Ubem's Deliberate Practice
#41
Thanks for the kind words Fedodika, I’m glad you respond well to the designs. These sketches are probably the best 2% of designs done over several months, there’s a lot of practice garbage that won’t see the light of day. Those are some excellent resources you listed, I referred to both heavily these past few months. 

Interesting you say that my design work is better than my illustrations, which I agree with when looking at my latest work. I haven’t spent more than a few days on any illustration in years, those character commissions were, sad to say, hastily done in a few hours to justify the low price I was charging. For context, the pieces in my ArtStation were all done in the span of 1-2 weeks, and hopefully I have gotten better since then.

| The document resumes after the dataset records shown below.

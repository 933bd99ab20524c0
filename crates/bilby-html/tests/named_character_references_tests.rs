//! Tests for the named character reference tables and the flush-time
//! decoder.

use bilby_html::tokenizer::character_reference::decode_entities_in_text;
use bilby_html::tokenizer::named_character_references::{is_legacy_entity, lookup_entity};

#[test]
fn test_lookup_common_entities() {
    assert_eq!(lookup_entity("amp"), Some("&"));
    assert_eq!(lookup_entity("lt"), Some("<"));
    assert_eq!(lookup_entity("gt"), Some(">"));
    assert_eq!(lookup_entity("nbsp"), Some("\u{00A0}"));
    assert_eq!(lookup_entity("eacute"), Some("\u{00E9}"));
}

#[test]
fn test_lookup_is_case_sensitive() {
    assert_eq!(lookup_entity("AElig"), Some("\u{00C6}"));
    assert_eq!(lookup_entity("aelig"), Some("\u{00E6}"));
    assert_eq!(lookup_entity("Amp"), None);
}

#[test]
fn test_lookup_multi_character_entity() {
    assert_eq!(lookup_entity("fjlig"), Some("fj"));
    assert_eq!(lookup_entity("NotEqualTilde"), Some("\u{2242}\u{338}"));
}

#[test]
fn test_lookup_unknown() {
    assert_eq!(lookup_entity("zzznope"), None);
}

#[test]
fn test_legacy_set() {
    assert!(is_legacy_entity("amp"));
    assert!(is_legacy_entity("not"));
    assert!(is_legacy_entity("COPY"));
    // Modern names require the semicolon.
    assert!(!is_legacy_entity("notin"));
    assert!(!is_legacy_entity("prod"));
}

#[test]
fn test_decode_simple_text() {
    assert_eq!(decode_entities_in_text("a &amp; b", false), "a & b");
    assert_eq!(decode_entities_in_text("no entities here", false), "no entities here");
}

#[test]
fn test_decode_is_stable_without_ampersand() {
    // Decoding is closed under re-decoding for &-free output.
    let decoded = decode_entities_in_text("&lt;p&gt;", false);
    assert_eq!(decoded, "<p>");
    assert_eq!(decode_entities_in_text(&decoded, false), "<p>");
}

#[test]
fn test_decode_legacy_prefix_in_text() {
    assert_eq!(decode_entities_in_text("&notit;", false), "\u{00AC}it;");
    assert_eq!(decode_entities_in_text("&notin;", false), "\u{2209}");
}

#[test]
fn test_decode_numeric() {
    assert_eq!(decode_entities_in_text("&#65;&#x42;", false), "AB");
    assert_eq!(decode_entities_in_text("&#0;", false), "\u{FFFD}");
    assert_eq!(decode_entities_in_text("&#x99;", false), "\u{2122}");
    assert_eq!(decode_entities_in_text("&#xDEAD;", false), "\u{FFFD}");
    assert_eq!(decode_entities_in_text("&#1114112;", false), "\u{FFFD}");
}

#[test]
fn test_decode_numeric_without_semicolon() {
    assert_eq!(decode_entities_in_text("&#65x", false), "Ax");
}

#[test]
fn test_decode_invalid_numeric_kept() {
    assert_eq!(decode_entities_in_text("&#;", false), "&#;");
    assert_eq!(decode_entities_in_text("&#x;", false), "&#x;");
}

#[test]
fn test_decode_attribute_suppression() {
    // Followed by alphanumeric or '=': not decoded in attributes.
    assert_eq!(decode_entities_in_text("&ampx", true), "&ampx");
    assert_eq!(decode_entities_in_text("&amp=x", true), "&amp=x");
    // Followed by anything else: decoded.
    assert_eq!(decode_entities_in_text("&amp x", true), "& x");
    assert_eq!(decode_entities_in_text("&amp;x", true), "&x");
}

#[test]
fn test_decode_attribute_never_uses_prefix_match() {
    assert_eq!(decode_entities_in_text("&notit;", true), "&notit;");
}
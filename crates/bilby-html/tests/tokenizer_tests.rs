//! Integration tests for the HTML tokenizer.
//!
//! A collecting sink stands in for the tree builder; raw-mode switching and
//! CDATA gating are driven by the sink's reported namespace.

use bilby_dom::Namespace;
use bilby_html::tokenizer::{Position, SinkResult, Token, TokenSink, Tokenizer, TokenizerOpts};

/// A sink that records every token it is handed.
struct VecSink {
    tokens: Vec<Token>,
    namespace: Namespace,
}

impl VecSink {
    fn new() -> Self {
        Self {
            tokens: Vec::new(),
            namespace: Namespace::Html,
        }
    }
}

impl TokenSink for VecSink {
    fn process_token(&mut self, token: Token, _pos: Position) -> SinkResult {
        self.tokens.push(token);
        SinkResult::Continue
    }

    fn process_characters(&mut self, data: String, _pos: Position) -> SinkResult {
        self.tokens.push(Token::Characters { data });
        SinkResult::Continue
    }

    fn adjusted_current_namespace(&self) -> Namespace {
        self.namespace
    }
}

/// Helper to tokenize a string and return the tokens.
fn tokenize(input: &str) -> Vec<Token> {
    let mut tokenizer = Tokenizer::new(VecSink::new(), TokenizerOpts::default(), false);
    tokenizer.run(input);
    tokenizer.sink.tokens
}

/// Helper to tokenize with error collection; returns tokens and error codes.
fn tokenize_with_errors(input: &str) -> (Vec<Token>, Vec<&'static str>) {
    let mut tokenizer = Tokenizer::new(VecSink::new(), TokenizerOpts::default(), true);
    tokenizer.run(input);
    let codes = tokenizer.errors.iter().map(|e| e.code).collect();
    (tokenizer.sink.tokens, codes)
}

fn start_tag(tokens: &[Token], index: usize) -> (&str, &bilby_dom::AttrList, bool) {
    match &tokens[index] {
        Token::StartTag {
            name,
            attrs,
            self_closing,
        } => (name, attrs, *self_closing),
        other => panic!("expected StartTag, got {other}"),
    }
}

#[test]
fn test_plain_text() {
    let tokens = tokenize("Hello");
    assert_eq!(tokens.len(), 2); // one character run + EOF
    assert!(matches!(&tokens[0], Token::Characters { data } if data == "Hello"));
    assert!(matches!(tokens[1], Token::EndOfFile));
}

#[test]
fn test_start_tag() {
    let tokens = tokenize("<div>");
    let (name, attrs, self_closing) = start_tag(&tokens, 0);
    assert_eq!(name, "div");
    assert!(attrs.is_empty());
    assert!(!self_closing);
    assert!(matches!(tokens[1], Token::EndOfFile));
}

#[test]
fn test_tag_name_is_lowercased() {
    let tokens = tokenize("<DiV><P>");
    assert_eq!(start_tag(&tokens, 0).0, "div");
    assert_eq!(start_tag(&tokens, 1).0, "p");
}

#[test]
fn test_end_tag() {
    let tokens = tokenize("</div>");
    assert!(matches!(&tokens[0], Token::EndTag { name, .. } if name == "div"));
}

#[test]
fn test_self_closing_tag() {
    let tokens = tokenize("<br/>");
    let (name, _, self_closing) = start_tag(&tokens, 0);
    assert_eq!(name, "br");
    assert!(self_closing);
}

#[test]
fn test_attributes_all_quote_styles() {
    let tokens = tokenize(r#"<div a="1" b='2' c=3 d>"#);
    let (_, attrs, _) = start_tag(&tokens, 0);
    assert_eq!(attrs.len(), 4);
    assert_eq!(attrs.get("a"), Some("1"));
    assert_eq!(attrs.get("b"), Some("2"));
    assert_eq!(attrs.get("c"), Some("3"));
    // Valueless attribute.
    assert_eq!(attrs.get("d"), Some(""));
}

#[test]
fn test_attribute_names_are_lowercased() {
    let tokens = tokenize("<div CLASS=x DATA-Foo=y>");
    let (_, attrs, _) = start_tag(&tokens, 0);
    assert_eq!(attrs.get("class"), Some("x"));
    assert_eq!(attrs.get("data-foo"), Some("y"));
}

#[test]
fn test_duplicate_attribute_dropped_with_error() {
    let (tokens, errors) = tokenize_with_errors("<div id=a id=b>");
    let (_, attrs, _) = start_tag(&tokens, 0);
    assert_eq!(attrs.len(), 1);
    assert_eq!(attrs.get("id"), Some("a"));
    assert!(errors.contains(&"duplicate-attribute"));
}

#[test]
fn test_unquoted_value_rejects_backtick() {
    let (tokens, errors) = tokenize_with_errors("<div a=b`c>");
    let (_, attrs, _) = start_tag(&tokens, 0);
    assert_eq!(attrs.get("a"), Some("b`c"));
    assert!(errors.contains(&"unexpected-character-in-unquoted-attribute-value"));
}

#[test]
fn test_comment() {
    let tokens = tokenize("<!-- hello -->");
    assert!(matches!(&tokens[0], Token::Comment { data } if data == " hello "));
}

#[test]
fn test_comment_end_bang() {
    let (tokens, errors) = tokenize_with_errors("<!--x--!>");
    assert!(matches!(&tokens[0], Token::Comment { data } if data == "x"));
    assert!(errors.contains(&"incorrectly-closed-comment"));
}

#[test]
fn test_abrupt_empty_comment() {
    let (tokens, errors) = tokenize_with_errors("<!-->");
    assert!(matches!(&tokens[0], Token::Comment { data } if data.is_empty()));
    assert!(errors.contains(&"abrupt-closing-of-empty-comment"));
}

#[test]
fn test_bogus_comment_from_question_mark() {
    let (tokens, errors) = tokenize_with_errors("<?php echo ?>");
    assert!(matches!(&tokens[0], Token::Comment { data } if data == "?php echo ?"));
    assert!(errors.contains(&"unexpected-question-mark-instead-of-tag-name"));
}

#[test]
fn test_empty_end_tag_ignored() {
    let (tokens, errors) = tokenize_with_errors("a</>b");
    assert!(matches!(&tokens[0], Token::Characters { data } if data == "a"));
    assert!(matches!(&tokens[1], Token::Characters { data } if data == "b"));
    assert!(errors.contains(&"empty-end-tag"));
}

#[test]
fn test_doctype_simple() {
    let tokens = tokenize("<!DOCTYPE html>");
    match &tokens[0] {
        Token::Doctype(data) => {
            assert_eq!(data.name.as_deref(), Some("html"));
            assert_eq!(data.public_id, None);
            assert_eq!(data.system_id, None);
            assert!(!data.force_quirks);
        }
        other => panic!("expected Doctype, got {other}"),
    }
}

#[test]
fn test_doctype_public_and_system() {
    let tokens = tokenize(
        "<!DOCTYPE html PUBLIC \"-//W3C//DTD HTML 4.01//EN\" \"http://www.w3.org/TR/html4/strict.dtd\">",
    );
    match &tokens[0] {
        Token::Doctype(data) => {
            assert_eq!(data.name.as_deref(), Some("html"));
            assert_eq!(data.public_id.as_deref(), Some("-//W3C//DTD HTML 4.01//EN"));
            assert_eq!(
                data.system_id.as_deref(),
                Some("http://www.w3.org/TR/html4/strict.dtd")
            );
            assert!(!data.force_quirks);
        }
        other => panic!("expected Doctype, got {other}"),
    }
}

#[test]
fn test_doctype_missing_name_forces_quirks() {
    let (tokens, errors) = tokenize_with_errors("<!DOCTYPE>");
    match &tokens[0] {
        Token::Doctype(data) => {
            assert_eq!(data.name, None);
            assert!(data.force_quirks);
        }
        other => panic!("expected Doctype, got {other}"),
    }
    assert!(errors.contains(&"expected-doctype-name-but-got-right-bracket"));
}

#[test]
fn test_doctype_bogus_after_name() {
    let (tokens, errors) = tokenize_with_errors("<!DOCTYPE html bogus>");
    match &tokens[0] {
        Token::Doctype(data) => {
            assert_eq!(data.name.as_deref(), Some("html"));
            assert!(data.force_quirks);
        }
        other => panic!("expected Doctype, got {other}"),
    }
    assert!(errors.contains(&"missing-whitespace-after-doctype-name"));
}

// ========== character references ==========

#[test]
fn test_named_entity_in_text() {
    let tokens = tokenize("a&amp;b");
    assert!(matches!(&tokens[0], Token::Characters { data } if data == "a&b"));
}

#[test]
fn test_legacy_entity_without_semicolon() {
    let tokens = tokenize("&amp x");
    assert!(matches!(&tokens[0], Token::Characters { data } if data == "& x"));
}

#[test]
fn test_legacy_prefix_match() {
    // &notit; resolves &not + "it;".
    let tokens = tokenize("&notit;");
    assert!(matches!(&tokens[0], Token::Characters { data } if data == "\u{00AC}it;"));
}

#[test]
fn test_unknown_entity_left_alone() {
    let tokens = tokenize("&zzznope; &");
    assert!(matches!(&tokens[0], Token::Characters { data } if data == "&zzznope; &"));
}

#[test]
fn test_numeric_entities() {
    let tokens = tokenize("&#60;&#x3C;&#x3e;");
    assert!(matches!(&tokens[0], Token::Characters { data } if data == "<<>"));
}

#[test]
fn test_numeric_entity_c1_substitution() {
    // 0x80 maps to the euro sign per the windows-1252 substitution table.
    let tokens = tokenize("&#128;");
    assert!(matches!(&tokens[0], Token::Characters { data } if data == "\u{20AC}"));
}

#[test]
fn test_numeric_entity_out_of_range() {
    let tokens = tokenize("&#x110000;&#xD800;");
    assert!(matches!(&tokens[0], Token::Characters { data } if data == "\u{FFFD}\u{FFFD}"));
}

#[test]
fn test_attribute_entity_rules() {
    // In attribute values, a semicolonless legacy match followed by '=' or
    // an alphanumeric is suppressed.
    let tokens = tokenize("<a p=\"&amp;x\" q=\"&amp=x\" r=\"&ampx\">");
    let (_, attrs, _) = start_tag(&tokens, 0);
    assert_eq!(attrs.get("p"), Some("&x"));
    assert_eq!(attrs.get("q"), Some("&amp=x"));
    assert_eq!(attrs.get("r"), Some("&ampx"));
}

// ========== raw content models ==========

#[test]
fn test_rcdata_title_decodes_entities() {
    let tokens = tokenize("<title>a<b>&amp;</title>");
    assert_eq!(start_tag(&tokens, 0).0, "title");
    assert!(matches!(&tokens[1], Token::Characters { data } if data == "a<b>&"));
    assert!(matches!(&tokens[2], Token::EndTag { name, .. } if name == "title"));
}

#[test]
fn test_rawtext_style_does_not_decode() {
    let tokens = tokenize("<style>a &amp; b</style>");
    assert!(matches!(&tokens[1], Token::Characters { data } if data == "a &amp; b"));
    assert!(matches!(&tokens[2], Token::EndTag { name, .. } if name == "style"));
}

#[test]
fn test_raw_end_tag_requires_sentinel_match() {
    // A </div> inside <style> is just text, original case preserved.
    let tokens = tokenize("<style>x</DIV>y</style>");
    assert!(matches!(&tokens[1], Token::Characters { data } if data == "x</DIV>y"));
}

#[test]
fn test_raw_end_tag_with_attributes() {
    let tokens = tokenize("<style>x</style foo=bar>");
    assert!(matches!(&tokens[1], Token::Characters { data } if data == "x"));
    match &tokens[2] {
        Token::EndTag { name, attrs } => {
            assert_eq!(name, "style");
            assert_eq!(attrs.get("foo"), Some("bar"));
        }
        other => panic!("expected EndTag, got {other}"),
    }
}

#[test]
fn test_script_escape_ladder() {
    let tokens = tokenize("<script><!--<b>--></script>");
    assert_eq!(start_tag(&tokens, 0).0, "script");
    assert!(matches!(&tokens[1], Token::Characters { data } if data == "<!--<b>-->"));
    assert!(matches!(&tokens[2], Token::EndTag { name, .. } if name == "script"));
}

#[test]
fn test_script_double_escape() {
    // An inner <script> inside an escaped run keeps </script> from closing
    // the element until the inner one is closed.
    let tokens = tokenize("<script><!--<script>a</script>--></script>");
    assert!(matches!(&tokens[1], Token::Characters { data } if data == "<!--<script>a</script>-->"));
    assert!(matches!(&tokens[2], Token::EndTag { name, .. } if name == "script"));
}

#[test]
fn test_plaintext_consumes_everything() {
    let tokens = tokenize("<plaintext>a</b><c>");
    assert_eq!(start_tag(&tokens, 0).0, "plaintext");
    assert!(matches!(&tokens[1], Token::Characters { data } if data == "a</b><c>"));
    assert!(matches!(tokens[2], Token::EndOfFile));
}

#[test]
fn test_rawtext_switch_skipped_in_foreign_content() {
    // When the sink reports a foreign namespace, <title> does not switch
    // the content model.
    let mut sink = VecSink::new();
    sink.namespace = Namespace::Svg;
    let mut tokenizer = Tokenizer::new(sink, TokenizerOpts::default(), false);
    tokenizer.run("<title><b></title>");
    let tokens = tokenizer.sink.tokens;
    assert_eq!(start_tag(&tokens, 0).0, "title");
    // <b> parsed as a real tag, not text.
    assert_eq!(start_tag(&tokens, 1).0, "b");
}

// ========== CDATA ==========

#[test]
fn test_cdata_in_html_is_bogus_comment() {
    let (tokens, errors) = tokenize_with_errors("<![CDATA[x]]>");
    assert!(matches!(&tokens[0], Token::Comment { data } if data == "[CDATA[x]]"));
    assert!(errors.contains(&"cdata-in-html-content"));
}

#[test]
fn test_cdata_in_foreign_content_is_text() {
    let mut sink = VecSink::new();
    sink.namespace = Namespace::Svg;
    let mut tokenizer = Tokenizer::new(sink, TokenizerOpts::default(), false);
    tokenizer.run("<![CDATA[a ]] b]]>");
    let tokens = tokenizer.sink.tokens;
    assert!(matches!(&tokens[0], Token::Characters { data } if data == "a ]] b"));
}

// ========== input normalization ==========

#[test]
fn test_crlf_normalization() {
    let tokens = tokenize("a\r\nb\rc");
    assert!(matches!(&tokens[0], Token::Characters { data } if data == "a\nb\nc"));
}

#[test]
fn test_bom_is_discarded() {
    let tokens = tokenize("\u{FEFF}x");
    assert!(matches!(&tokens[0], Token::Characters { data } if data == "x"));
}

#[test]
fn test_null_in_data_reported_but_preserved() {
    let (tokens, errors) = tokenize_with_errors("a\0b");
    assert!(matches!(&tokens[0], Token::Characters { data } if data == "a\0b"));
    assert!(errors.contains(&"unexpected-null-character"));
}

// ========== positions ==========

#[test]
fn test_error_positions_are_sane() {
    let input = "<div>\n<div foo=1 foo=2>\n";
    let (_, _) = tokenize_with_errors(input);
    let mut tokenizer = Tokenizer::new(VecSink::new(), TokenizerOpts::default(), true);
    tokenizer.run(input);
    let lines: Vec<&str> = input.split('\n').collect();
    for error in &tokenizer.errors {
        let line = error.line.expect("line recorded") as usize;
        let column = error.column.expect("column recorded") as usize;
        assert!(line >= 1 && line <= lines.len());
        assert!(column <= lines[line - 1].len() + 1);
    }
    assert_eq!(tokenizer.errors[0].code, "duplicate-attribute");
    assert_eq!(tokenizer.errors[0].line, Some(2));
}

#[test]
fn test_eof_in_tag_discards_tag() {
    let (tokens, errors) = tokenize_with_errors("<div foo");
    assert!(matches!(tokens[0], Token::EndOfFile));
    assert!(errors.contains(&"eof-in-tag"));
}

The reason I haven’t made a refined illustration the past two years is because I couldn’t find a design that justified the time investment, holes in my fundamentals, and a general lack of purpose and direction. Because my art got so few likes on ArtStation and social media, I thought there might be several things I’m missing and that my skills just aren’t that good. That turned out to be true after getting more professional and community feedback. 

I’m going to keep my head down and work harder on my weaknesses, and disappearing from social media for the foreseeable future. Working as an artist is fun, but it is painful when underperforming to ones own standards, so I’m doing non-art jobs in the meantime as I continue to improve.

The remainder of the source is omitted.